Bayesian Analysis of Population-Genetic Mixture and Admixture

Eric C. Anderson

Submitted January 2, 2001 to the Journal of Agricultural Biological and Environmental Statistics

Biologists regularly encounter populations of organisms with disparate ancestries. Untangling the composition of such populations is a problem for conservation biologists and wildlife managers. In many cases the population under question is known to consist of individuals from two different subpopulations and their hybrids. This occurs, for example, in hybrid zones between two species or in regions recently colonized by exotics capable of reproducing with resident inhabitants. This paper develops techniques using multilocus genetic data for Bayesian clustering of individuals to purebred or genetically-mixed categories. The method relies on a novel application of the forward-backward recursions in a two-component, finite mixture model. Though developed in the context of the genetic admixture problem, these calculations are relevant more generally to Bayesian inference in finite mixtures; they may potentially improve mixing of the Gibbs sampler in such contexts. The technique is applied to genetic data on the Scottish wildcat, Felis sylvestris, a protected species whose distinctness from domestic housecats has been questioned. A high proportion ( around 60%) of the wild-living cats from which the sample was drawn are arguably purebred F. sylvestris.

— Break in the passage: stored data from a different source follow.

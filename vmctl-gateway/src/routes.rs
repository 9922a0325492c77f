//! Axum route handlers for the vmctl management API.

use std::{sync::Arc, time::Duration};

use axum::{
    body::Bytes,
    extract::{Path, State},
    http::StatusCode,
    response::IntoResponse,
    routing::{get, post},
    Json, Router,
};
use serde::Deserialize;
use tokio_util::sync::CancellationToken;
use tower_http::trace::TraceLayer;
use vmctl_core::VmName;
use vmctl_executor::{ExecutorError, VmOrchestrator, VmmBackend};

use crate::error::GatewayError;

/// Longest accepted launch profile.
pub const MAX_ENTRY_POINT_LEN: usize = 256;

// ── Shared state ─────────────────────────────────────────────────────────────

/// State shared by every handler.
pub struct AppState<B: VmmBackend> {
    pub orchestrator: Arc<VmOrchestrator<B>>,
    /// Deadline of a start request, after which the boot is cancelled.
    pub request_timeout: Duration,
}

impl<B: VmmBackend> Clone for AppState<B> {
    fn clone(&self) -> Self {
        Self { orchestrator: Arc::clone(&self.orchestrator), request_timeout: self.request_timeout }
    }
}

// ── Request types ─────────────────────────────────────────────────────────────

/// Raw `POST /v1/vms` body; the name is validated separately so that a bad
/// name reports `invalid_name` rather than a generic parse error.
#[derive(Debug, Deserialize)]
#[serde(deny_unknown_fields)]
struct StartBody {
    name: String,
    #[serde(default)]
    entry_point: Option<String>,
}

/// Parse and validate a start request body.
///
/// # Errors
/// Returns [`GatewayError::InvalidRequest`] for malformed JSON or an
/// unusable launch profile, and an `invalid_name` error for a bad name.
pub fn parse_start_body(bytes: &[u8]) -> Result<(VmName, Option<String>), GatewayError> {
    let body: StartBody = serde_json::from_slice(bytes)
        .map_err(|e| GatewayError::InvalidRequest(format!("malformed body: {e}")))?;
    let name = VmName::new(body.name).map_err(ExecutorError::from)?;
    if let Some(entry_point) = &body.entry_point {
        validate_entry_point(entry_point)?;
    }
    Ok((name, body.entry_point))
}

fn validate_entry_point(entry_point: &str) -> Result<(), GatewayError> {
    if entry_point.is_empty() {
        return Err(GatewayError::InvalidRequest("entry_point must not be empty".to_owned()));
    }
    if entry_point.len() > MAX_ENTRY_POINT_LEN {
        return Err(GatewayError::InvalidRequest(format!(
            "entry_point longer than {MAX_ENTRY_POINT_LEN} bytes"
        )));
    }
    // It lands on the kernel command line as a single parameter.
    if entry_point.chars().any(|c| c.is_whitespace() || c.is_control()) {
        return Err(GatewayError::InvalidRequest(
            "entry_point must not contain whitespace or control characters".to_owned(),
        ));
    }
    Ok(())
}

fn parse_name(raw: String) -> Result<VmName, GatewayError> {
    VmName::new(raw).map_err(|e| GatewayError::from(ExecutorError::from(e)))
}

// ── Router ────────────────────────────────────────────────────────────────────

/// Build the application router over the given orchestrator.
pub fn create_router<B: VmmBackend>(orchestrator: Arc<VmOrchestrator<B>>, request_timeout: Duration) -> Router {
    Router::new()
        .route("/v1/vms", post(start_vm::<B>).get(list_all_vms::<B>).delete(destroy_all_vms::<B>))
        .route("/v1/vms/{name}", get(list_vm::<B>).delete(destroy_vm::<B>))
        .route("/v1/vms/{name}/stop", post(stop_vm::<B>))
        .route("/health", get(health))
        .with_state(AppState { orchestrator, request_timeout })
        .layer(TraceLayer::new_for_http())
}

// ── Handlers ──────────────────────────────────────────────────────────────────

/// `GET /health`: liveness probe.
pub async fn health() -> impl IntoResponse {
    (StatusCode::OK, Json(serde_json::json!({"status": "ok"})))
}

/// `POST /v1/vms`: create and boot a VM.
///
/// The boot runs on its own task. If this request is dropped (client
/// disconnect) or outlives the request deadline, the boot is cancelled and
/// the half-started VM is torn down.
///
/// # Errors
/// Returns [`GatewayError::InvalidRequest`] for a bad body, or any start
/// error from the orchestrator.
pub async fn start_vm<B: VmmBackend>(
    State(state): State<AppState<B>>,
    body: Bytes,
) -> Result<impl IntoResponse, GatewayError> {
    let (name, entry_point) = parse_start_body(&body)?;

    let cancel = CancellationToken::new();
    let _cancel_on_drop = cancel.clone().drop_guard();
    let task_cancel = cancel.clone();
    let orchestrator = Arc::clone(&state.orchestrator);
    let mut task = tokio::spawn(async move { orchestrator.start(name, entry_point, &task_cancel).await });

    let joined = match tokio::time::timeout(state.request_timeout, &mut task).await {
        Ok(joined) => joined,
        Err(_) => {
            tracing::warn!(
                timeout_ms = state.request_timeout.as_millis(),
                "start exceeded request deadline, cancelling"
            );
            cancel.cancel();
            task.await
        }
    };
    let info = joined.map_err(|e| GatewayError::Internal(format!("start task failed: {e}")))??;
    Ok((StatusCode::CREATED, Json(info)))
}

/// `GET /v1/vms`: every registered VM.
pub async fn list_all_vms<B: VmmBackend>(State(state): State<AppState<B>>) -> impl IntoResponse {
    Json(state.orchestrator.list_all())
}

/// `GET /v1/vms/{name}`: one VM.
///
/// # Errors
/// Returns a not-found error if the name is not registered.
pub async fn list_vm<B: VmmBackend>(
    State(state): State<AppState<B>>,
    Path(name): Path<String>,
) -> Result<impl IntoResponse, GatewayError> {
    let name = parse_name(name)?;
    Ok(Json(state.orchestrator.list(&name)?))
}

/// `POST /v1/vms/{name}/stop`: stop a running VM.
///
/// # Errors
/// Returns a not-found or invalid-state error, or the termination failure.
pub async fn stop_vm<B: VmmBackend>(
    State(state): State<AppState<B>>,
    Path(name): Path<String>,
) -> Result<impl IntoResponse, GatewayError> {
    let name = parse_name(name)?;
    state.orchestrator.stop(&name).await?;
    Ok(StatusCode::NO_CONTENT)
}

/// `DELETE /v1/vms/{name}`: destroy a VM.
///
/// # Errors
/// Returns a not-found error, or the termination failure.
pub async fn destroy_vm<B: VmmBackend>(
    State(state): State<AppState<B>>,
    Path(name): Path<String>,
) -> Result<impl IntoResponse, GatewayError> {
    let name = parse_name(name)?;
    state.orchestrator.destroy(&name).await?;
    Ok(StatusCode::NO_CONTENT)
}

/// `DELETE /v1/vms`: destroy every VM. Answers 500 if any teardown failed.
pub async fn destroy_all_vms<B: VmmBackend>(State(state): State<AppState<B>>) -> impl IntoResponse {
    let report = state.orchestrator.destroy_all().await;
    let status = if report.failed.is_empty() { StatusCode::OK } else { StatusCode::INTERNAL_SERVER_ERROR };
    (status, Json(report))
}

#[cfg(test)]
mod tests {
    use super::*;
    use axum::{body::Body, http::Request};
    use std::path::PathBuf;
    use tower::ServiceExt;
    use vmctl_executor::mock::{MockBackend, MockBehavior};
    use vmctl_executor::{GuestConfig, OrchestratorConfig};

    struct TestApp {
        app: Router,
        orchestrator: Arc<VmOrchestrator<MockBackend>>,
        _dir: tempfile::TempDir,
    }

    fn test_app_with(behavior: MockBehavior, readiness: Duration, request_timeout: Duration) -> TestApp {
        let dir = match tempfile::tempdir() {
            Ok(d) => d,
            Err(e) => panic!("tempdir failed: {e}"),
        };
        let guest = GuestConfig::new(PathBuf::from("/k"), PathBuf::from("/r"));
        let mut config = OrchestratorConfig::new(dir.path().to_owned(), guest);
        config.readiness_timeout = readiness;
        config.readiness_interval = Duration::from_millis(5);
        let orchestrator = match VmOrchestrator::new(MockBackend::with_behavior(behavior), config) {
            Ok(o) => Arc::new(o),
            Err(e) => panic!("orchestrator construction failed: {e}"),
        };
        let app = create_router(Arc::clone(&orchestrator), request_timeout);
        TestApp { app, orchestrator, _dir: dir }
    }

    fn test_app() -> TestApp {
        test_app_with(MockBehavior::default(), Duration::from_secs(2), Duration::from_secs(5))
    }

    async fn send(app: &Router, method: &str, uri: &str, body: Option<&str>) -> (StatusCode, serde_json::Value) {
        let req = match Request::builder()
            .method(method)
            .uri(uri)
            .header("content-type", "application/json")
            .body(body.map_or_else(Body::empty, |b| Body::from(b.to_owned())))
        {
            Ok(r) => r,
            Err(e) => panic!("failed to build request: {e}"),
        };
        let resp = match app.clone().oneshot(req).await {
            Ok(r) => r,
            Err(e) => panic!("handler error: {e}"),
        };
        let status = resp.status();
        let bytes = match axum::body::to_bytes(resp.into_body(), 64 * 1024).await {
            Ok(b) => b,
            Err(e) => panic!("failed to read body: {e}"),
        };
        let json = if bytes.is_empty() {
            serde_json::Value::Null
        } else {
            match serde_json::from_slice(&bytes) {
                Ok(v) => v,
                Err(e) => panic!("invalid JSON: {e}"),
            }
        };
        (status, json)
    }

    #[tokio::test]
    async fn health_response_format_returns_ok_with_status_field() {
        let t = test_app();
        let (status, body) = send(&t.app, "GET", "/health", None).await;
        assert_eq!(status, StatusCode::OK);
        assert_eq!(body["status"], "ok");
    }

    #[tokio::test]
    async fn lifecycle_over_http() {
        let t = test_app();

        let (status, body) = send(&t.app, "POST", "/v1/vms", Some(r#"{"name":"vm1","entry_point":"python3"}"#)).await;
        assert_eq!(status, StatusCode::CREATED);
        assert_eq!(body["name"], "vm1");
        assert_eq!(body["status"], "running");
        assert_eq!(body["tap_device"], "vmtap0");
        assert_eq!(body["entry_point"], "python3");

        let (status, body) = send(&t.app, "GET", "/v1/vms", None).await;
        assert_eq!(status, StatusCode::OK);
        assert_eq!(body.as_array().map(Vec::len), Some(1));

        let (status, _) = send(&t.app, "POST", "/v1/vms/vm1/stop", None).await;
        assert_eq!(status, StatusCode::NO_CONTENT);

        let (status, body) = send(&t.app, "GET", "/v1/vms/vm1", None).await;
        assert_eq!(status, StatusCode::OK);
        assert_eq!(body["status"], "stopped");

        let (status, _) = send(&t.app, "DELETE", "/v1/vms/vm1", None).await;
        assert_eq!(status, StatusCode::NO_CONTENT);

        let (status, body) = send(&t.app, "GET", "/v1/vms/vm1", None).await;
        assert_eq!(status, StatusCode::NOT_FOUND);
        assert_eq!(body["kind"], "not_found");
    }

    #[tokio::test]
    async fn duplicate_start_is_conflict() {
        let t = test_app();
        let (first, _) = send(&t.app, "POST", "/v1/vms", Some(r#"{"name":"vm1"}"#)).await;
        assert_eq!(first, StatusCode::CREATED);
        let (second, body) = send(&t.app, "POST", "/v1/vms", Some(r#"{"name":"vm1"}"#)).await;
        assert_eq!(second, StatusCode::CONFLICT);
        assert_eq!(body["kind"], "already_exists");
    }

    #[tokio::test]
    async fn bad_requests_are_rejected_before_orchestration() {
        let t = test_app();
        let cases = [
            (r#"{"name":"../etc"}"#, "invalid_name"),
            (r#"{"name":""}"#, "invalid_name"),
            (r#"{"name":"vm1","entry_point":"rm -rf"}"#, "invalid_request"),
            (r#"{"name":"vm1","entry_point":""}"#, "invalid_request"),
            (r#"{"nom":"vm1"}"#, "invalid_request"),
            ("not json", "invalid_request"),
        ];
        for (body, kind) in cases {
            let (status, resp) = send(&t.app, "POST", "/v1/vms", Some(body)).await;
            assert_eq!(status, StatusCode::BAD_REQUEST, "{body}");
            assert_eq!(resp["kind"], kind, "{body}");
        }
        assert_eq!(t.orchestrator.active_count(), 0);
    }

    #[tokio::test]
    async fn stop_of_stopped_vm_is_conflict() {
        let t = test_app();
        send(&t.app, "POST", "/v1/vms", Some(r#"{"name":"vm1"}"#)).await;
        send(&t.app, "POST", "/v1/vms/vm1/stop", None).await;
        let (status, body) = send(&t.app, "POST", "/v1/vms/vm1/stop", None).await;
        assert_eq!(status, StatusCode::CONFLICT);
        assert_eq!(body["kind"], "invalid_state");
    }

    #[tokio::test]
    async fn readiness_timeout_is_gateway_timeout() {
        let behavior = MockBehavior { never_ready: true, ..MockBehavior::default() };
        let t = test_app_with(behavior, Duration::from_millis(100), Duration::from_secs(5));
        let (status, body) = send(&t.app, "POST", "/v1/vms", Some(r#"{"name":"vm1"}"#)).await;
        assert_eq!(status, StatusCode::GATEWAY_TIMEOUT);
        assert_eq!(body["kind"], "start_timeout");
        assert_eq!(t.orchestrator.active_count(), 0);
    }

    #[tokio::test]
    async fn request_deadline_cancels_start() {
        let behavior = MockBehavior { never_ready: true, ..MockBehavior::default() };
        let t = test_app_with(behavior, Duration::from_secs(30), Duration::from_millis(100));
        let started = std::time::Instant::now();
        let (status, body) = send(&t.app, "POST", "/v1/vms", Some(r#"{"name":"vm1"}"#)).await;
        assert_eq!(status, StatusCode::GATEWAY_TIMEOUT);
        assert_eq!(body["kind"], "start_timeout");
        assert!(started.elapsed() < Duration::from_secs(5), "deadline must cut the readiness wait short");
        assert_eq!(t.orchestrator.active_count(), 0);
        assert_eq!(t.orchestrator.backend().live(), 0);
    }

    #[tokio::test]
    async fn destroy_all_reports_partial_failure_as_500() {
        let mut behavior = MockBehavior::default();
        behavior.terminate_fails_for.insert("stuck".to_owned());
        let t = test_app_with(behavior, Duration::from_secs(2), Duration::from_secs(5));
        for name in ["ok1", "stuck", "ok2"] {
            let (status, _) = send(&t.app, "POST", "/v1/vms", Some(&format!(r#"{{"name":"{name}"}}"#))).await;
            assert_eq!(status, StatusCode::CREATED);
        }

        let (status, body) = send(&t.app, "DELETE", "/v1/vms", None).await;
        assert_eq!(status, StatusCode::INTERNAL_SERVER_ERROR);
        assert_eq!(body["destroyed"].as_array().map(Vec::len), Some(2));
        assert_eq!(body["failed"][0]["name"], "stuck");
    }

    #[tokio::test]
    async fn destroy_all_on_empty_registry_is_ok() {
        let t = test_app();
        let (status, body) = send(&t.app, "DELETE", "/v1/vms", None).await;
        assert_eq!(status, StatusCode::OK);
        assert_eq!(body["destroyed"], serde_json::json!([]));
    }

    #[test]
    fn parse_start_body_accepts_minimal_request() {
        match parse_start_body(br#"{"name":"vm1"}"#) {
            Ok((name, entry_point)) => {
                assert_eq!(name.as_str(), "vm1");
                assert!(entry_point.is_none());
            }
            Err(e) => panic!("unexpected error: {e}"),
        }
    }
}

Using the Bayes factor, we compare our new model, which allows for both purebred and admixed individuals, to a model in which all individuals are assumed genetically admixed to some degree. It is diffcult to accurately compute the marginal likelihood directly in these models, so we compute the Bayes factor by reversible-jump MCMC. The approach follows from the original MCMC formulation of the problem, and should help to illustrate ways in which reversible-jump methods may be implemented for comparisons between a small set of closely-related models.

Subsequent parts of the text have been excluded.